Please compose that rule, if you are not happy with the existing proposal. We are not debating for the sake of debating. People have already blocked this thread for this reason (they feel like every proposal is simply met with negativity). If you've got a "yes, and" way to say it, that we can make the spamming stop when its out of hand..cool. Or at least make it clear that you don't see that as bad behavior, at all. (That is, You believe that fundamentally people must be subjected to non-sponsor ads and job postings whether they 'opt in' or not) Anything else at this point is a literal waste of time. And by literal, I mean we could be in deliberation another 3-6 months at the rate we are moving.

DevinClark commented 7 years ago

In an effort for a very clear, concise, and powerful policy, I propose the following. To keep things constructive, could any criticisms of this policy be in form of "making a PR" (to quote @the-simian)?


Follow the Techlahoma CoC.

Act in the best interest of the community.

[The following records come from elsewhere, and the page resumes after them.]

use std::fs::File;
use std::path::{Path as FsPath, PathBuf};
use std::sync::Arc;

use tracing::{debug, trace};
use walkdir::WalkDir;

use super::factory::{has_type, optional_bool, optional_str, required_str};
use super::{Supplier, SupplierCreator, read_tree, tree_has};
use crate::{DecoderFactory, Partial, Path, Result, Value};

/// Decodes every regular file in a directory and merges the results.
///
/// Files are merged in directory-listing order, later files winning on
/// conflicting keys. That order is platform-dependent; do not rely on it to
/// break ties.
#[derive(Clone, Debug)]
pub struct DirSupplier {
    path: PathBuf,
    tree: Partial,
}

impl DirSupplier {
    /// Walks `path` (descending into subdirectories when `recursive`) and
    /// decodes each regular file as `format`.
    ///
    /// # Errors
    ///
    /// Returns [`Error::Io`](crate::Error::Io) if the directory cannot be
    /// listed or a file cannot be opened, or the first decode failure.
    pub fn new(
        path: impl Into<PathBuf>,
        format: &str,
        recursive: bool,
        decoders: &DecoderFactory,
    ) -> Result<Self> {
        let path = path.into();
        let mut walker = WalkDir::new(&path).min_depth(1).follow_links(true);
        if !recursive {
            walker = walker.max_depth(1);
        }

        let mut tree = Partial::new();
        let mut files = 0usize;

        for entry in walker {
            let entry = entry.map_err(std::io::Error::from)?;
            if !entry.file_type().is_file() {
                continue;
            }

            trace!(file = %entry.path().display(), "decoding directory entry");
            let file = File::open(entry.path())?;
            tree.merge(decoders.decode(format, file)?);
            files += 1;
        }

        debug!(path = %path.display(), files, recursive, "loaded directory supplier");
        Ok(Self { path, tree })
    }

    /// The backing directory.
    #[must_use]
    pub fn path(&self) -> &FsPath {
        &self.path
    }
}

impl Supplier for DirSupplier {
    fn has(&self, path: Path<'_>) -> bool {
        tree_has(&self.tree, path)
    }

    fn get(&self, path: Path<'_>) -> Result<Value> {
        read_tree(&self.tree, path)
    }
}

/// Creates [`DirSupplier`]s from `type: dir` descriptions.
///
/// Fields: `path` (required), `format` (defaults to the configured format),
/// `recursive` (defaults to `false`).
#[derive(Clone, Debug)]
pub struct DirCreator {
    decoders: Arc<DecoderFactory>,
    format: String,
}

impl DirCreator {
    /// Creates a creator decoding with `decoders`, `format` by default.
    pub fn new(decoders: Arc<DecoderFactory>, format: impl Into<String>) -> Self {
        Self {
            decoders,
            format: format.into(),
        }
    }
}

impl SupplierCreator for DirCreator {
    fn accepts(&self, description: &Partial) -> bool {
        has_type(description, "dir")
    }

    fn create(&self, description: &Partial) -> Result<Box<dyn Supplier>> {
        let path = required_str(description, "dir", "path")?;
        let format = optional_str(description, "format", &self.format)?;
        let recursive = optional_bool(description, "recursive", false)?;

        Ok(Box::new(DirSupplier::new(
            path,
            format,
            recursive,
            &self.decoders,
        )?))
    }
}
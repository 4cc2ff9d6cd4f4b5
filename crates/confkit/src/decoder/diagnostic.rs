//! Mapping parser failures onto source spans for miette rendering.

use miette::{NamedSource, SourceSpan};

use crate::Error;

/// Name given to decoded content; decoders see bytes, not file names.
pub(crate) const ORIGIN: &str = "<input>";

/// Converts a byte offset to a [`SourceSpan`] covering the token there.
pub(crate) fn offset_to_span(offset: usize, content: &str) -> SourceSpan {
    let offset = offset.min(content.len());
    let remaining = content.get(offset..).unwrap_or_default();
    let len = remaining
        .find(|c: char| c.is_whitespace() || c == ',' || c == '}' || c == ']')
        .unwrap_or_else(|| remaining.len().min(20))
        .max(1);

    SourceSpan::new(offset.into(), len)
}

/// Converts a 1-indexed line/column pair to a byte offset.
pub(crate) fn line_col_to_offset(content: &str, line: usize, col: usize) -> usize {
    let mut offset = 0;

    // Segments keep their terminators so CRLF input counts both bytes.
    for (i, l) in content.split_inclusive('\n').enumerate() {
        if i + 1 == line {
            return offset + col.saturating_sub(1);
        }

        offset += l.len();
    }

    offset.min(content.len())
}

/// Builds a spanned decode error.
pub(crate) fn spanned(
    format: &'static str,
    content: &str,
    span: SourceSpan,
    message: String,
    help: &str,
) -> Error {
    Error::Decode {
        format,
        origin: ORIGIN.to_string(),
        src: NamedSource::new(ORIGIN, content.to_string()),
        span,
        message,
        help: help.to_string(),
    }
}

pub(crate) fn json_error(e: &serde_json::Error, content: &str) -> Error {
    let offset = line_col_to_offset(content, e.line(), e.column());
    spanned(
        "JSON",
        content,
        offset_to_span(offset, content),
        e.to_string(),
        "check for missing commas, quotes, or brackets",
    )
}

/// Extracts "line N column M" from an error message.
#[cfg(feature = "yaml")]
pub(crate) fn extract_location(msg: &str) -> Option<(usize, usize)> {
    let line_idx = msg.find("line ")?;
    let after_line = &msg[line_idx + 5..];
    let line_end = after_line.find(|c: char| !c.is_ascii_digit())?;
    let line = after_line[..line_end].parse::<usize>().ok()?;

    let col_idx = after_line.find("column ")?;
    let after_col = &after_line[col_idx + 7..];
    let col_end = after_col
        .find(|c: char| !c.is_ascii_digit())
        .unwrap_or(after_col.len());
    let col = after_col[..col_end].parse::<usize>().ok()?;

    Some((line, col))
}

#[cfg(feature = "yaml")]
pub(crate) fn yaml_error(e: &serde_saphyr::Error, content: &str) -> Error {
    const HELP: &str = "check indentation and ensure proper YAML syntax";
    let message = e.to_string();

    match extract_location(&message) {
        Some((line, col)) => {
            let offset = line_col_to_offset(content, line, col);
            spanned("YAML", content, offset_to_span(offset, content), message, HELP)
        }
        None => Error::DecodeNoSpan {
            format: "YAML",
            message,
            help: HELP.to_string(),
        },
    }
}

#[cfg(feature = "toml")]
pub(crate) fn toml_error(e: &toml::de::Error, content: &str) -> Error {
    const HELP: &str = "check for missing quotes, invalid values, or syntax errors";

    match e.span() {
        Some(span) => spanned(
            "TOML",
            content,
            SourceSpan::new(span.start.into(), span.end - span.start),
            e.message().to_string(),
            HELP,
        ),
        None => Error::DecodeNoSpan {
            format: "TOML",
            message: e.to_string(),
            help: HELP.to_string(),
        },
    }
}

#[cfg(test)]
mod tests {
    use super::*;

    #[test]
    fn test_line_col_to_offset() {
        let content = "a\nbc\ndef";
        assert_eq!(line_col_to_offset(content, 1, 1), 0);
        assert_eq!(line_col_to_offset(content, 2, 2), 3);
        assert_eq!(line_col_to_offset(content, 3, 1), 5);
        assert_eq!(line_col_to_offset(content, 9, 1), content.len());
    }

    #[test]
    fn test_line_col_to_offset_crlf() {
        let content = "a\r\nbc\r\ndef";
        assert_eq!(line_col_to_offset(content, 2, 1), 3);
        assert_eq!(line_col_to_offset(content, 3, 2), 8);
    }

    #[test]
    fn test_json_error_span_crlf() {
        let content = "{\r\n\"a\": 1,\r\n\"b\": }\r\n";
        let Err(e) = serde_json::from_str::<serde_json::Value>(content) else {
            panic!("expected a syntax error");
        };

        let Error::Decode { span, .. } = json_error(&e, content) else {
            panic!("expected a spanned error");
        };
        assert_eq!(Some(span.offset()), content.rfind('}'));
    }

    #[test]
    fn test_offset_to_span_stops_at_delimiter() {
        let content = r#"{"a": bad, "b": 1}"#;
        let span = offset_to_span(6, content);
        assert_eq!(span.offset(), 6);
        assert_eq!(span.len(), 3);
    }

    #[test]
    fn test_offset_past_end_is_clamped() {
        let span = offset_to_span(100, "abc");
        assert_eq!(span.offset(), 3);
        assert_eq!(span.len(), 1);
    }

    #[cfg(feature = "yaml")]
    #[test]
    fn test_extract_location() {
        assert_eq!(
            extract_location("mapping values are not allowed at line 3 column 7"),
            Some((3, 7))
        );
        assert_eq!(extract_location("no location here"), None);
    }
}
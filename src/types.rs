//! Core domain types for rolling tic-tac-toe.

use crate::clock::Clock;
use chrono::{DateTime, Utc};
use serde::{Deserialize, Serialize};

/// Player in the game.
#[derive(Debug, Clone, Copy, PartialEq, Eq, Hash, Serialize, Deserialize, strum::Display)]
pub enum Player {
    /// Player X (goes first by default).
    X,
    /// Player O (goes second by default).
    O,
}

impl Player {
    /// Returns the opponent player.
    pub fn opponent(self) -> Self {
        match self {
            Player::X => Player::O,
            Player::O => Player::X,
        }
    }
}

/// A square on the board.
#[derive(Debug, Clone, Copy, PartialEq, Eq, Hash, Serialize, Deserialize)]
pub enum Square {
    /// Empty square.
    Empty,
    /// Square occupied by a player.
    Occupied(Player),
}

/// 3x3 board with squares in row-major order (0-8).
#[derive(Debug, Clone, PartialEq, Eq, Serialize, Deserialize)]
pub struct Board {
    squares: [Square; 9],
}

impl Board {
    /// Creates a new empty board.
    pub fn new() -> Self {
        Self {
            squares: [Square::Empty; 9],
        }
    }

    /// Gets the square at the given position (0-8).
    pub fn get(&self, pos: usize) -> Option<Square> {
        self.squares.get(pos).copied()
    }

    /// Sets the square at the given position. Out-of-range positions are
    /// rejected by the move applier before this is reached.
    pub(crate) fn set(&mut self, pos: usize, square: Square) {
        if let Some(slot) = self.squares.get_mut(pos) {
            *slot = square;
        }
    }

    /// Checks if a square is empty.
    pub fn is_empty(&self, pos: usize) -> bool {
        matches!(self.get(pos), Some(Square::Empty))
    }

    /// Checks if the board is full.
    pub fn is_full(&self) -> bool {
        self.squares.iter().all(|s| *s != Square::Empty)
    }

    /// Counts how many marks the player has on the board.
    pub fn count_marks(&self, player: Player) -> usize {
        self.squares
            .iter()
            .filter(|s| **s == Square::Occupied(player))
            .count()
    }

    /// Returns the positions of the player's marks, in ascending order.
    pub fn mark_indices(&self, player: Player) -> Vec<usize> {
        self.squares
            .iter()
            .enumerate()
            .filter(|(_, s)| **s == Square::Occupied(player))
            .map(|(i, _)| i)
            .collect()
    }

    /// Returns all squares as a slice.
    pub fn squares(&self) -> &[Square; 9] {
        &self.squares
    }

    /// Formats the board as a human-readable string.
    pub fn display(&self) -> String {
        let mut result = String::new();
        for row in 0..3 {
            for col in 0..3 {
                let pos = row * 3 + col;
                let symbol = match self.squares[pos] {
                    Square::Empty => ".".to_string(),
                    Square::Occupied(p) => p.to_string(),
                };
                result.push_str(&symbol);
                if col < 2 {
                    result.push('|');
                }
            }
            if row < 2 {
                result.push_str("\n-+-+-\n");
            }
        }
        result
    }
}

impl Default for Board {
    fn default() -> Self {
        Self::new()
    }
}

/// Outcome of the game so far.
#[derive(Debug, Clone, Copy, PartialEq, Eq, Hash, Serialize, Deserialize)]
#[serde(rename_all = "lowercase")]
pub enum GameResult {
    /// Game is ongoing.
    Ongoing,
    /// Game ended with a winner (the player who did not get a turn switch).
    Win,
    /// Game ended in a draw.
    Draw,
}

/// AI difficulty tier, doubling as the scoring level.
#[derive(
    Debug,
    Clone,
    Copy,
    PartialEq,
    Eq,
    Hash,
    Serialize,
    Deserialize,
    strum::Display,
    strum::EnumString,
    strum::EnumIter,
)]
#[serde(rename_all = "lowercase")]
#[strum(serialize_all = "lowercase")]
pub enum Difficulty {
    /// Random with light preferences; blocks threats half the time.
    Beginner,
    /// Win, block, then 1-ply look-ahead with a positional heuristic.
    Moderate,
    /// Full game-tree search accounting for the rolling rule.
    Hard,
}

/// Complete game state.
///
/// States are immutable values: every accepted move produces a brand-new
/// state, and a rejected move leaves the input untouched. `move_history`
/// records every accepted placement in order, including marks later removed
/// by the rolling rule; it is the ordering oracle for "oldest surviving
/// mark" lookups.
#[derive(Debug, Clone, PartialEq, Eq, Serialize, Deserialize)]
pub struct GameState {
    pub(crate) board: Board,
    pub(crate) current_player: Player,
    pub(crate) result: GameResult,
    pub(crate) move_count: u32,
    pub(crate) started_at: DateTime<Utc>,
    pub(crate) win_line: Option<[usize; 3]>,
    pub(crate) move_history: Vec<usize>,
}

impl GameState {
    /// Creates a new game with the given player moving first.
    pub fn new(first: Player, clock: &impl Clock) -> Self {
        Self {
            board: Board::new(),
            current_player: first,
            result: GameResult::Ongoing,
            move_count: 0,
            started_at: clock.now(),
            win_line: None,
            move_history: Vec::new(),
        }
    }

    /// Returns the board.
    pub fn board(&self) -> &Board {
        &self.board
    }

    /// Returns the player whose move is next. Once the game is won this is
    /// the winner (no turn switch happens on the winning move).
    pub fn current_player(&self) -> Player {
        self.current_player
    }

    /// Returns the game result.
    pub fn result(&self) -> GameResult {
        self.result
    }

    /// Returns the number of accepted placements since game start.
    pub fn move_count(&self) -> u32 {
        self.move_count
    }

    /// Returns the timestamp fixed at game creation.
    pub fn started_at(&self) -> DateTime<Utc> {
        self.started_at
    }

    /// Returns the completed line, present iff the game was won.
    pub fn win_line(&self) -> Option<[usize; 3]> {
        self.win_line
    }

    /// Returns every accepted placement in order, including marks later
    /// removed by the rolling rule.
    pub fn move_history(&self) -> &[usize] {
        &self.move_history
    }
}
//! Move selection strategies for the computer opponent.
//!
//! All tiers operate through the rules and the move applier only: candidate
//! moves are evaluated by simulating them on a copy of the state and
//! discarding the result. The tiers never mutate the caller's state.

mod beginner;
mod heuristic;
mod minimax;
mod moderate;

pub use heuristic::{calculate_heuristic, evaluate_move};

use crate::clock::Clock;
use crate::rules;
use crate::types::{Board, Difficulty, GameState, Player, Square};
use derive_more::{Display, Error};
use rand::Rng;
use tracing::{debug, instrument};

/// A chosen move with its selection score and a human-readable reason.
#[derive(Debug, Clone, Copy, PartialEq)]
pub struct AiMove {
    /// Target cell index (0-8).
    pub cell: usize,
    /// Strategy-specific score of the chosen move.
    pub score: f64,
    /// Why this move was chosen.
    pub reason: &'static str,
}

/// Contract violations by the caller.
///
/// These are hard failures, not recoverable game outcomes: the embedding
/// application must not invoke the AI once the game has ended.
#[derive(Debug, Clone, Copy, PartialEq, Eq, Display, Error)]
pub enum AiError {
    /// The board has no empty cell to play.
    #[display("no legal moves available")]
    NoLegalMoves,
}

/// Returns all empty cell indices, in ascending order.
pub fn legal_moves(state: &GameState) -> Vec<usize> {
    (0..9).filter(|&pos| state.board().is_empty(pos)).collect()
}

/// Finds the first cell (ascending scan) where placing `player`'s mark
/// completes a line, skipping `exclude` if given.
pub fn find_immediate_win(board: &Board, player: Player, exclude: Option<usize>) -> Option<usize> {
    for pos in 0..9 {
        if Some(pos) == exclude || !board.is_empty(pos) {
            continue;
        }

        let mut trial = board.clone();
        trial.set(pos, Square::Occupied(player));
        if rules::check_win(&trial, player).is_some() {
            return Some(pos);
        }
    }
    None
}

/// Finds the cell that blocks the opponent's immediate win, i.e. the cell
/// the opponent would win at.
pub fn find_immediate_block(
    board: &Board,
    opponent: Player,
    exclude: Option<usize>,
) -> Option<usize> {
    find_immediate_win(board, opponent, exclude)
}

/// Selects a move for `player` at the given difficulty tier.
///
/// The random source drives the beginner tier's coin flips and tie-breaks;
/// the clock feeds the simulated draw checks. Callers must guard with the
/// game-over check before invoking this.
///
/// # Errors
///
/// Returns [`AiError::NoLegalMoves`] if the board has no empty cell.
#[instrument(skip(rng, clock))]
pub fn get_ai_move(
    state: &GameState,
    player: Player,
    difficulty: Difficulty,
    rng: &mut impl Rng,
    clock: &impl Clock,
) -> Result<AiMove, AiError> {
    let chosen = match difficulty {
        Difficulty::Beginner => beginner::choose(state, player, rng),
        Difficulty::Moderate => moderate::choose(state, player, clock),
        Difficulty::Hard => minimax::choose(state, player, clock),
    }?;
    debug!(
        cell = chosen.cell,
        score = chosen.score,
        reason = chosen.reason,
        "AI selected move"
    );
    Ok(chosen)
}
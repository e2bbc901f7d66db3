//! Pure predicates over a board: win and draw detection.

mod draw;
mod win;

pub use draw::{DEFAULT_MOVE_CAP, DEFAULT_TIME_CAP_SECS, check_draw};
pub use win::{WIN_LINES, check_win};
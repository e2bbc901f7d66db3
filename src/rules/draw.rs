//! Draw detection logic.

use crate::types::Board;
use chrono::{DateTime, Utc};
use tracing::instrument;

/// Wall-clock cap on a game, in seconds.
pub const DEFAULT_TIME_CAP_SECS: i64 = 180;

/// Cap on total accepted placements in a game.
pub const DEFAULT_MOVE_CAP: u32 = 60;

/// Checks if the game is a draw.
///
/// The conditions are evaluated in order: board full, then move cap, then
/// time cap. Any single condition suffices.
#[instrument]
pub fn check_draw(
    board: &Board,
    move_count: u32,
    started_at: DateTime<Utc>,
    now: DateTime<Utc>,
    time_cap_secs: i64,
    move_cap: u32,
) -> bool {
    if board.is_full() {
        return true;
    }

    if move_count >= move_cap {
        return true;
    }

    (now - started_at).num_seconds() >= time_cap_secs
}
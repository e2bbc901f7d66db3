//! Moderate tier: win, block, then 1-ply lookahead.

use super::{AiError, AiMove, evaluate_move, find_immediate_block, find_immediate_win, legal_moves};
use crate::clock::Clock;
use crate::types::{GameState, Player};

/// Deterministic priority: take an immediate win, block the opponent's
/// immediate win, otherwise pick the best 1-ply evaluation. Ties favor the
/// lowest cell index.
pub fn choose(state: &GameState, player: Player, clock: &impl Clock) -> Result<AiMove, AiError> {
    let legal = legal_moves(state);
    if legal.is_empty() {
        return Err(AiError::NoLegalMoves);
    }

    if let Some(cell) = find_immediate_win(state.board(), player, None) {
        return Ok(AiMove {
            cell,
            score: 1000.0,
            reason: "Immediate win",
        });
    }

    if let Some(cell) = find_immediate_block(state.board(), player.opponent(), None) {
        return Ok(AiMove {
            cell,
            score: 500.0,
            reason: "Blocked opponent win",
        });
    }

    let mut best_cell = legal[0];
    let mut best_score = f64::NEG_INFINITY;
    for &cell in &legal {
        let score = evaluate_move(state, cell, player, clock);
        if score > best_score {
            best_score = score;
            best_cell = cell;
        }
    }

    Ok(AiMove {
        cell: best_cell,
        score: best_score,
        reason: "Heuristic evaluation",
    })
}

#[cfg(test)]
mod tests {
    use super::*;
    use crate::clock::FixedClock;
    use chrono::{TimeZone, Utc};

    fn clock() -> FixedClock {
        FixedClock(Utc.timestamp_opt(1_000_000_000, 0).unwrap())
    }

    fn play(cells: &[usize]) -> GameState {
        cells.iter().fold(GameState::new(Player::X, &clock()), |s, &cell| {
            s.apply_move(cell, &clock()).expect("legal move")
        })
    }

    #[test]
    fn prefers_a_win_over_a_block() {
        // X can win at 2 while O threatens at 5; the win takes priority.
        let state = play(&[0, 3, 1, 4]);
        let chosen = choose(&state, Player::X, &clock()).unwrap();
        assert_eq!(chosen.cell, 2);
        assert_eq!(chosen.score, 1000.0);
        assert_eq!(chosen.reason, "Immediate win");
    }

    #[test]
    fn blocks_when_it_cannot_win() {
        // O threatens [3,4,5]; X has no win of its own.
        let state = play(&[0, 3, 8, 4]);
        let chosen = choose(&state, Player::X, &clock()).unwrap();
        assert_eq!(chosen.cell, 5);
        assert_eq!(chosen.reason, "Blocked opponent win");
    }

    #[test]
    fn opens_in_the_center() {
        // No wins or threats on an empty board: the lookahead favors the
        // center, which scores highest on the positional table.
        let state = GameState::new(Player::X, &clock());
        let chosen = choose(&state, Player::X, &clock()).unwrap();
        assert_eq!(chosen.cell, 4);
        assert_eq!(chosen.reason, "Heuristic evaluation");
    }

    #[test]
    fn ties_favor_the_lowest_index() {
        // Symmetric position for O: several corners evaluate equally; the
        // scan order keeps the first one.
        let state = play(&[4]);
        let chosen = choose(&state, Player::O, &clock()).unwrap();
        assert_eq!(chosen.reason, "Heuristic evaluation");
        let expected: f64 = [0, 1, 2, 3, 5, 6, 7, 8]
            .iter()
            .map(|&cell| evaluate_move(&state, cell, Player::O, &clock()))
            .fold(f64::NEG_INFINITY, f64::max);
        assert_eq!(
            evaluate_move(&state, chosen.cell, Player::O, &clock()),
            expected
        );
        // All four corners tie; 0 is scanned first.
        assert_eq!(chosen.cell, 0);
    }
}
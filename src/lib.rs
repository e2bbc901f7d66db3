//! Rolling tic-tac-toe engine.
//!
//! A variant of tic-tac-toe where each player is capped at three marks:
//! placing a fourth removes that player's oldest surviving mark, unless the
//! placement itself completes a winning line. The crate provides the pure
//! game logic only - rules, the move applier, scoring, a timer, and a
//! three-tier computer opponent - and leaves rendering, persistence, and
//! transport to the embedding application.
//!
//! # Architecture
//!
//! - **Rules**: win and draw predicates over a board
//! - **Move applier**: the single transition function between immutable
//!   [`GameState`] values
//! - **Scoring**: the level/result/time score formula
//! - **AI**: beginner, moderate, and hard (minimax) move selection
//! - **Timer**: elapsed/remaining display values
//!
//! Wall-clock reads go through the injectable [`Clock`], and the AI's
//! randomness through a caller-supplied [`rand::Rng`], so both are
//! deterministic under test.
//!
//! # Example
//!
//! ```
//! use rolling_tictactoe::{
//!     Difficulty, GameState, Player, SystemClock, get_ai_move,
//! };
//!
//! let clock = SystemClock;
//! let state = GameState::new(Player::X, &clock);
//! let state = state.apply_move(4, &clock)?;
//!
//! let mut rng = rand::rng();
//! let reply = get_ai_move(&state, Player::O, Difficulty::Moderate, &mut rng, &clock)?;
//! let state = state.apply_move(reply.cell, &clock)?;
//! assert_eq!(state.current_player(), Player::X);
//! # Ok::<(), Box<dyn std::error::Error>>(())
//! ```

#![warn(missing_docs)]
#![forbid(unsafe_code)]

mod ai;
mod apply;
mod clock;
mod rules;
mod scoring;
mod timer;
mod types;

pub use ai::{
    AiError, AiMove, calculate_heuristic, evaluate_move, find_immediate_block, find_immediate_win,
    get_ai_move, legal_moves,
};
pub use apply::MoveError;
pub use clock::{Clock, FixedClock, SystemClock};
pub use rules::{DEFAULT_MOVE_CAP, DEFAULT_TIME_CAP_SECS, WIN_LINES, check_draw, check_win};
pub use scoring::{ScoreBreakdown, calculate_score, final_score};
pub use timer::{
    DEFAULT_TIME_CAP_MS, TimerState, elapsed_ms, format_time, remaining_ms, timer_state,
};
pub use types::{Board, Difficulty, GameResult, GameState, Player, Square};
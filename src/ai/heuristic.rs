//! Static positional evaluation and 1-ply move lookahead.

use super::find_immediate_win;
use crate::clock::Clock;
use crate::rules::WIN_LINES;
use crate::types::{Board, GameResult, GameState, Player, Square};

const CENTER: usize = 4;
const CORNERS: [usize; 4] = [0, 2, 6, 8];

/// Scores a board position for `player`. Higher is better.
///
/// This is a static evaluator, not a search: each winning line contributes
/// by occupancy (two marks and an empty: ±500, one mark and two empties:
/// ±50, a fully open line: +5), plus ±5 for the center and ±3 per corner.
pub fn calculate_heuristic(board: &Board, player: Player) -> i32 {
    let opponent = player.opponent();
    let mut score = 0;

    for line in &WIN_LINES {
        let count_of = |square: Square| {
            line.iter()
                .filter(|&&pos| board.get(pos) == Some(square))
                .count()
        };
        let player_count = count_of(Square::Occupied(player));
        let opponent_count = count_of(Square::Occupied(opponent));
        let empty_count = count_of(Square::Empty);

        if opponent_count == 0 && empty_count > 0 {
            score += match (player_count, empty_count) {
                (2, 1) => 500,
                (1, 2) => 50,
                (0, 3) => 5,
                _ => 0,
            };
        }

        if player_count == 0 && empty_count > 0 {
            score -= match (opponent_count, empty_count) {
                (2, 1) => 500,
                (1, 2) => 50,
                _ => 0,
            };
        }
    }

    match board.get(CENTER) {
        Some(Square::Occupied(p)) if p == player => score += 5,
        Some(Square::Occupied(_)) => score -= 5,
        _ => {}
    }

    for corner in CORNERS {
        match board.get(corner) {
            Some(Square::Occupied(p)) if p == player => score += 3,
            Some(Square::Occupied(_)) => score -= 3,
            _ => {}
        }
    }

    score
}

/// Evaluates placing at `cell` with a 1-ply lookahead.
///
/// Returns negative infinity if the move is rejected, 1000 if it wins
/// outright, the heuristic of the resulting board if the opponent has no
/// immediate winning reply, and -100 otherwise.
pub fn evaluate_move(state: &GameState, cell: usize, player: Player, clock: &impl Clock) -> f64 {
    let Ok(next) = state.apply_move(cell, clock) else {
        return f64::NEG_INFINITY;
    };

    if next.result() == GameResult::Win && next.current_player() == player {
        return 1000.0;
    }

    if next.result() == GameResult::Ongoing
        && find_immediate_win(next.board(), player.opponent(), None).is_none()
    {
        return f64::from(calculate_heuristic(next.board(), player));
    }

    // The opponent keeps an immediate win after this move.
    -100.0
}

This chat is actively moderated. Acts of questionable behavior will be dealt with at the discretion of two or more moderators.

Examples of "acts of questionable behavior" and how they were handled include (but are not limited to) the following:

The above sections should be treated as a living document.

rhoegg commented 7 years ago

I propose adding 2 things: a purpose and a procedure for complaining, which includes who to complain to:

(at the beginning) The Techlahoma community is made up of hobbyists, professionals, and volunteers who come together to advance Oklahoma's technology. Diversity is one of our biggest strengths, but it can also bring increased communication challenges at times. We've established a few rules in order to encourage respect, collaboration, and open discussion. We also provide a remediation process so that members feel welcome and safe.

(at the end, please replace with actual moderator info) Techlahoma moderators are well informed on how to deal with incidents. Report the incident (preferably in writing) to one of the moderators listed below.


This was inspired by the Chef Community Guidelines. There's some more good stuff there I didn't pull in so that we could stay concise.

On Thu, Dec 22, 2016 at 6:18 PM, Devin Clark notifications@github.com wrote:

In an effort for a very clear, concise, and powerful policy, I propose the following. To keep things constructive, could any criticisms of this policy be in form of "making a PR" (to quote @the-simian https://github.com/the-simian)?

Follow the Techlahoma CoC.

Act in the best interest of the community.

This chat is actively moderated. Acts of questionable behavior will be dealt with at the discretion of two or more moderators.

Examples of "acts of questionable behavior" and how they were handled include (but are not limited to) the following:

  • Spam, politely asked to stop.
  • Harassing an/or threatening a fellow member, ban
  • Compromised accounts, temporarily disabling account.

The above sections should be treated as a living document.

— You are receiving this because you were mentioned. Reply to this email directly, view it on GitHub https://github.com/techlahoma/board_meetings/issues/31#issuecomment-268919320, or mute the thread https://github.com/notifications/unsubscribe-auth/AACuD3WtQpxmRwXOk3BtdcjvLb6ipZ0oks5rKxNOgaJpZM4HbrBy .

energydev commented 7 years ago

I'm for all of what @rhoegg just recommended, except I would remove "All incident reports will be kept in a private repository that is shared with the Techlahoma board, and the Techlahoma slack moderators." Having any "incident" be available to 11 board members plus any non-board member moderators could be intimidating to both the reporter and the reported, especially, if something was just a misunderstanding. At this point, my recommendation is to remove that portion without a new wording.